Working from the listing below, pick each line containing the word "composite" and copy it.

*-*-*

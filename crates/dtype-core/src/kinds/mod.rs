//! Generic behaviors of every type kind.
//!
//! These are the behaviors a descriptor uses when its dialect registers no
//! override for the type identifier. Engine adapters reuse them, either by
//! delegating method by method or through [`StorageOverride`] when only the
//! storage type name differs.

mod binary;
mod boolean;
mod composite;
mod enumeration;
mod geometry;
mod json;
mod misc;
mod numeric;
mod string;
mod temporal;
mod virtual_type;

pub use binary::BlobType;
pub use boolean::BooleanType;
pub use composite::{normalize_range, ArrayType, RangeType};
pub use enumeration::EnumType;
pub use geometry::GeometryKind;
pub use json::{null_json_policy, JsonType};
pub use misc::{CidrType, HstoreType, InetType, MacAddrType, TsVectorType, UuidType};
pub use numeric::{DecimalType, FloatType, IntegerType};
pub use string::{CitextType, StringType, TextType};
pub use temporal::{parse_datetime, DateOnlyType, DateType, TimeType};
pub use virtual_type::VirtualType;

use crate::descriptor::{Descriptor, Specialization, TypeBehavior};
use crate::error::{Result, TypeError};
use crate::pipeline::BindCollector;
use crate::types::TypeId;
use crate::values::Value;
use std::sync::Arc;

/// Generic behavior registered for `type_id`.
pub fn generic_behavior(type_id: TypeId) -> Arc<dyn TypeBehavior> {
    match type_id {
        TypeId::String | TypeId::Char => Arc::new(StringType),
        TypeId::Text => Arc::new(TextType),
        TypeId::Citext => Arc::new(CitextType),
        TypeId::TinyInt
        | TypeId::SmallInt
        | TypeId::MediumInt
        | TypeId::Integer
        | TypeId::BigInt => Arc::new(IntegerType),
        TypeId::Float | TypeId::Real | TypeId::Double => Arc::new(FloatType),
        TypeId::Decimal => Arc::new(DecimalType),
        TypeId::Boolean => Arc::new(BooleanType),
        TypeId::Time => Arc::new(TimeType),
        TypeId::Date => Arc::new(DateType),
        TypeId::DateOnly => Arc::new(DateOnlyType),
        TypeId::Uuid => Arc::new(UuidType),
        TypeId::Json | TypeId::Jsonb => Arc::new(JsonType),
        TypeId::Hstore => Arc::new(HstoreType),
        TypeId::Blob => Arc::new(BlobType),
        TypeId::Enum => Arc::new(EnumType),
        TypeId::Array => Arc::new(ArrayType),
        TypeId::Range => Arc::new(RangeType),
        TypeId::Geometry | TypeId::Geography => Arc::new(GeometryKind),
        TypeId::Cidr => Arc::new(CidrType),
        TypeId::Inet => Arc::new(InetType),
        TypeId::MacAddr | TypeId::MacAddr8 => Arc::new(MacAddrType),
        TypeId::TsVector => Arc::new(TsVectorType),
        TypeId::Virtual => Arc::new(VirtualType),
    }
}

/// Lowercase kind name used in validation messages, e.g. `integer`.
pub(crate) fn kind_name(type_id: TypeId) -> String {
    type_id.as_str().to_ascii_lowercase()
}

pub(crate) fn unsupported_on(d: &Descriptor, type_name: impl Into<String>) -> TypeError {
    TypeError::UnsupportedType {
        dialect: d.dialect().map(|d| d.name().to_string()).unwrap_or_default(),
        type_name: type_name.into(),
    }
}

/// Generic behavior of a type whose storage type is spelled differently.
#[derive(Debug, Clone)]
pub struct StorageOverride {
    inner: Arc<dyn TypeBehavior>,
    render: fn(&Descriptor) -> Result<String>,
}

impl StorageOverride {
    pub fn new(type_id: TypeId, render: fn(&Descriptor) -> Result<String>) -> Self {
        Self {
            inner: generic_behavior(type_id),
            render,
        }
    }
}

impl TypeBehavior for StorageOverride {
    fn check_supported(&self, spec: &mut Specialization<'_>) -> Result<()> {
        self.inner.check_supported(spec)
    }

    fn storage_type(&self, d: &Descriptor) -> Result<String> {
        (self.render)(d)
    }

    fn validate(&self, d: &Descriptor, value: &Value) -> Result<()> {
        self.inner.validate(d, value)
    }

    fn sanitize(&self, d: &Descriptor, value: Value) -> Result<Value> {
        self.inner.sanitize(d, value)
    }

    fn parse_from_storage(&self, d: &Descriptor, raw: Value) -> Result<Value> {
        self.inner.parse_from_storage(d, raw)
    }

    fn to_transport(&self, d: &Descriptor, value: &Value) -> Result<Value> {
        self.inner.to_transport(d, value)
    }

    fn to_inline_literal(&self, d: &Descriptor, value: &Value) -> Result<String> {
        self.inner.to_inline_literal(d, value)
    }

    fn bind_param_sql(
        &self,
        d: &Descriptor,
        value: &Value,
        params: &mut dyn BindCollector,
    ) -> Result<String> {
        self.inner.bind_param_sql(d, value, params)
    }

    fn accepts_null(&self, d: &Descriptor) -> bool {
        self.inner.accepts_null(d)
    }

    fn are_equivalent(&self, d: &Descriptor, a: &Value, b: &Value) -> bool {
        self.inner.are_equivalent(d, a, b)
    }

    fn dependent_ddl(&self, d: &Descriptor) -> Result<Option<String>> {
        self.inner.dependent_ddl(d)
    }
}
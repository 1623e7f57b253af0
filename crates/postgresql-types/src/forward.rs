//! Forward conversion: descriptor value → PostgreSQL parameter
//!
//! The descriptor's transport value is mapped onto the Rust type that
//! `postgres-types` encodes for the column's storage type, so the value can
//! be handed to `tokio-postgres` as a binary parameter.

use crate::reverse::ConversionError;
use chrono::{DateTime, NaiveDate, NaiveTime, Utc};
use dtype_core::kinds::parse_datetime;
use dtype_core::values::is_safe_integer;
use dtype_core::{Descriptor, TypeId, Value};
use postgres_types::ToSql;
use rust_decimal::Decimal;
use std::str::FromStr;
use uuid::Uuid;

/// PostgreSQL value wrapper for type-safe parameter binding.
#[derive(Debug, Clone, PartialEq)]
pub enum PostgreSQLValue {
    /// Null value
    Null,
    /// Boolean value
    Bool(bool),
    /// 16-bit signed integer
    Int16(i16),
    /// 32-bit signed integer
    Int32(i32),
    /// 64-bit signed integer
    Int64(i64),
    /// 32-bit floating point
    Float32(f32),
    /// 64-bit floating point
    Float64(f64),
    /// Decimal value
    Decimal(Decimal),
    /// Text sent as is; the statement casts it when the column needs it
    Text(String),
    /// Binary data
    Bytes(Vec<u8>),
    /// UUID value
    Uuid(Uuid),
    /// Date value (no time)
    Date(NaiveDate),
    /// Time value (no date)
    Time(NaiveTime),
    /// Timestamp with timezone
    TimestampTz(DateTime<Utc>),
    /// JSON value
    Json(serde_json::Value),
    /// Array of text values (PostgreSQL text[])
    TextArray(Vec<Option<String>>),
    /// Array of i32 values (PostgreSQL integer[])
    Int32Array(Vec<Option<i32>>),
    /// Array of i64 values (PostgreSQL bigint[])
    Int64Array(Vec<Option<i64>>),
    /// Array of f64 values (PostgreSQL double precision[])
    Float64Array(Vec<Option<f64>>),
    /// Array of boolean values (PostgreSQL boolean[])
    BoolArray(Vec<Option<bool>>),
}

fn mismatch(expected: &str, actual: &Value) -> ConversionError {
    ConversionError::TypeMismatch {
        expected: expected.to_string(),
        actual: actual.to_string(),
    }
}

fn as_i64(value: &Value) -> Option<i64> {
    match value {
        Value::Number(n) if is_safe_integer(*n) => Some(*n as i64),
        Value::BigInt(i) => i64::try_from(*i).ok(),
        Value::String(s) => s.trim().parse().ok(),
        _ => None,
    }
}

fn as_f64(value: &Value) -> Option<f64> {
    match value {
        Value::Number(n) => Some(*n),
        Value::String(s) => s.trim().parse().ok(),
        _ => None,
    }
}

fn convert_scalar(d: &Descriptor, value: Value) -> Result<PostgreSQLValue, ConversionError> {
    let type_id = d.type_id();
    let converted = match (type_id, &value) {
        (_, Value::Null) => PostgreSQLValue::Null,
        (TypeId::Boolean, Value::Bool(b)) => PostgreSQLValue::Bool(*b),
        (TypeId::TinyInt | TypeId::SmallInt, v) => {
            let i = as_i64(v).ok_or_else(|| mismatch("int16", v))?;
            PostgreSQLValue::Int16(i16::try_from(i).map_err(|_| mismatch("int16", v))?)
        }
        (TypeId::MediumInt | TypeId::Integer, v) => {
            let i = as_i64(v).ok_or_else(|| mismatch("int32", v))?;
            PostgreSQLValue::Int32(i32::try_from(i).map_err(|_| mismatch("int32", v))?)
        }
        (TypeId::BigInt, v) => {
            PostgreSQLValue::Int64(as_i64(v).ok_or_else(|| mismatch("int64", v))?)
        }
        (TypeId::Float | TypeId::Real, v) => {
            PostgreSQLValue::Float32(as_f64(v).ok_or_else(|| mismatch("float32", v))? as f32)
        }
        (TypeId::Double, v) => {
            PostgreSQLValue::Float64(as_f64(v).ok_or_else(|| mismatch("float64", v))?)
        }
        (TypeId::Decimal, Value::String(s)) => match Decimal::from_str(s) {
            Ok(dec) => PostgreSQLValue::Decimal(dec),
            // NaN and the infinities have no rust_decimal representation
            Err(_) => PostgreSQLValue::Text(s.clone()),
        },
        (TypeId::Uuid, Value::String(s)) => PostgreSQLValue::Uuid(Uuid::parse_str(s)?),
        (TypeId::Date, Value::String(s)) => match parse_datetime(s, &d.timezone()) {
            Some(dt) => PostgreSQLValue::TimestampTz(dt.with_timezone(&Utc)),
            None => PostgreSQLValue::Text(s.clone()),
        },
        (TypeId::DateOnly, Value::String(s)) => match NaiveDate::parse_from_str(s, "%Y-%m-%d") {
            Ok(date) => PostgreSQLValue::Date(date),
            Err(_) => PostgreSQLValue::Text(s.clone()),
        },
        (TypeId::Time, Value::String(s)) => match NaiveTime::parse_from_str(s, "%H:%M:%S%.f") {
            Ok(time) => PostgreSQLValue::Time(time),
            Err(_) => PostgreSQLValue::Text(s.clone()),
        },
        (TypeId::Json | TypeId::Jsonb, Value::String(s)) => {
            PostgreSQLValue::Json(serde_json::from_str(s)?)
        }
        (_, Value::Bytes(b)) => PostgreSQLValue::Bytes(b.clone()),
        (_, Value::Bool(b)) => PostgreSQLValue::Bool(*b),
        (_, Value::Array(_)) => {
            return Err(ConversionError::UnsupportedType(format!(
                "{type_id} with a list value"
            )))
        }
        (_, other) => PostgreSQLValue::Text(other.as_text()),
    };
    Ok(converted)
}

fn convert_array(
    element: &Descriptor,
    items: Vec<Value>,
) -> Result<PostgreSQLValue, ConversionError> {
    fn collect<T>(
        items: Vec<Value>,
        mut f: impl FnMut(&Value) -> Option<T>,
        expected: &str,
    ) -> Result<Vec<Option<T>>, ConversionError> {
        items
            .iter()
            .map(|item| match item {
                Value::Null => Ok(None),
                other => f(other).map(Some).ok_or_else(|| mismatch(expected, other)),
            })
            .collect()
    }

    Ok(match element.type_id() {
        TypeId::Boolean => PostgreSQLValue::BoolArray(collect(
            items,
            |v| match v {
                Value::Bool(b) => Some(*b),
                _ => None,
            },
            "bool",
        )?),
        TypeId::TinyInt | TypeId::SmallInt | TypeId::MediumInt | TypeId::Integer => {
            PostgreSQLValue::Int32Array(collect(
                items,
                |v| as_i64(v).and_then(|i| i32::try_from(i).ok()),
                "int32",
            )?)
        }
        TypeId::BigInt => PostgreSQLValue::Int64Array(collect(items, as_i64, "int64")?),
        TypeId::Float | TypeId::Real | TypeId::Double => {
            PostgreSQLValue::Float64Array(collect(items, as_f64, "float64")?)
        }
        _ => PostgreSQLValue::TextArray(collect(items, |v| Some(v.as_text()), "text")?),
    })
}

impl PostgreSQLValue {
    /// Convert a host value for a column described by `descriptor`.
    ///
    /// The descriptor must be bound to the PostgreSQL dialect; the value goes
    /// through the same sanitize and transport steps as a bound parameter.
    pub fn from_descriptor(
        descriptor: &Descriptor,
        value: &Value,
    ) -> Result<Self, ConversionError> {
        if value.is_null() {
            return Ok(PostgreSQLValue::Null);
        }
        match descriptor.to_transport(value)? {
            Value::Array(items) if descriptor.type_id() == TypeId::Array => {
                let element = descriptor.element().ok_or_else(|| {
                    ConversionError::UnsupportedType("ARRAY without element".to_string())
                })?;
                convert_array(element, items)
            }
            transport => convert_scalar(descriptor, transport),
        }
    }

    /// Box the value as a `tokio-postgres` parameter.
    pub fn into_boxed_sql(self) -> Box<dyn ToSql + Sync + Send> {
        match self {
            PostgreSQLValue::Null => Box::new(None::<String>),
            PostgreSQLValue::Bool(b) => Box::new(b),
            PostgreSQLValue::Int16(i) => Box::new(i),
            PostgreSQLValue::Int32(i) => Box::new(i),
            PostgreSQLValue::Int64(i) => Box::new(i),
            PostgreSQLValue::Float32(f) => Box::new(f),
            PostgreSQLValue::Float64(f) => Box::new(f),
            PostgreSQLValue::Decimal(d) => Box::new(d),
            PostgreSQLValue::Text(s) => Box::new(s),
            PostgreSQLValue::Bytes(b) => Box::new(b),
            PostgreSQLValue::Uuid(u) => Box::new(u),
            PostgreSQLValue::Date(d) => Box::new(d),
            PostgreSQLValue::Time(t) => Box::new(t),
            PostgreSQLValue::TimestampTz(ts) => Box::new(ts),
            PostgreSQLValue::Json(j) => Box::new(j),
            PostgreSQLValue::TextArray(v) => Box::new(v),
            PostgreSQLValue::Int32Array(v) => Box::new(v),
            PostgreSQLValue::Int64Array(v) => Box::new(v),
            PostgreSQLValue::Float64Array(v) => Box::new(v),
            PostgreSQLValue::BoolArray(v) => Box::new(v),
        }
    }
}

/// Untyped conversion for values collected without a descriptor.
impl From<Value> for PostgreSQLValue {
    fn from(value: Value) -> Self {
        match value {
            Value::Null => PostgreSQLValue::Null,
            Value::Bool(b) => PostgreSQLValue::Bool(b),
            Value::Number(n) if n.fract() == 0.0 && n.abs() < i64::MAX as f64 => {
                PostgreSQLValue::Int64(n as i64)
            }
            Value::Number(n) => PostgreSQLValue::Float64(n),
            Value::BigInt(i) => match i64::try_from(i) {
                Ok(i) => PostgreSQLValue::Int64(i),
                Err(_) => PostgreSQLValue::Text(i.to_string()),
            },
            Value::Decimal(d) => PostgreSQLValue::Decimal(d),
            Value::Bytes(b) => PostgreSQLValue::Bytes(b),
            Value::DateTime(dt) => PostgreSQLValue::TimestampTz(dt.with_timezone(&Utc)),
            Value::Date(d) => PostgreSQLValue::Date(d),
            Value::Uuid(u) => PostgreSQLValue::Uuid(u),
            Value::Json(j) => PostgreSQLValue::Json(j),
            other => PostgreSQLValue::Text(other.as_text()),
        }
    }
}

*-*-*

• [Solved exercise]:
mod composite;
pub use composite::{normalize_range, ArrayType, RangeType};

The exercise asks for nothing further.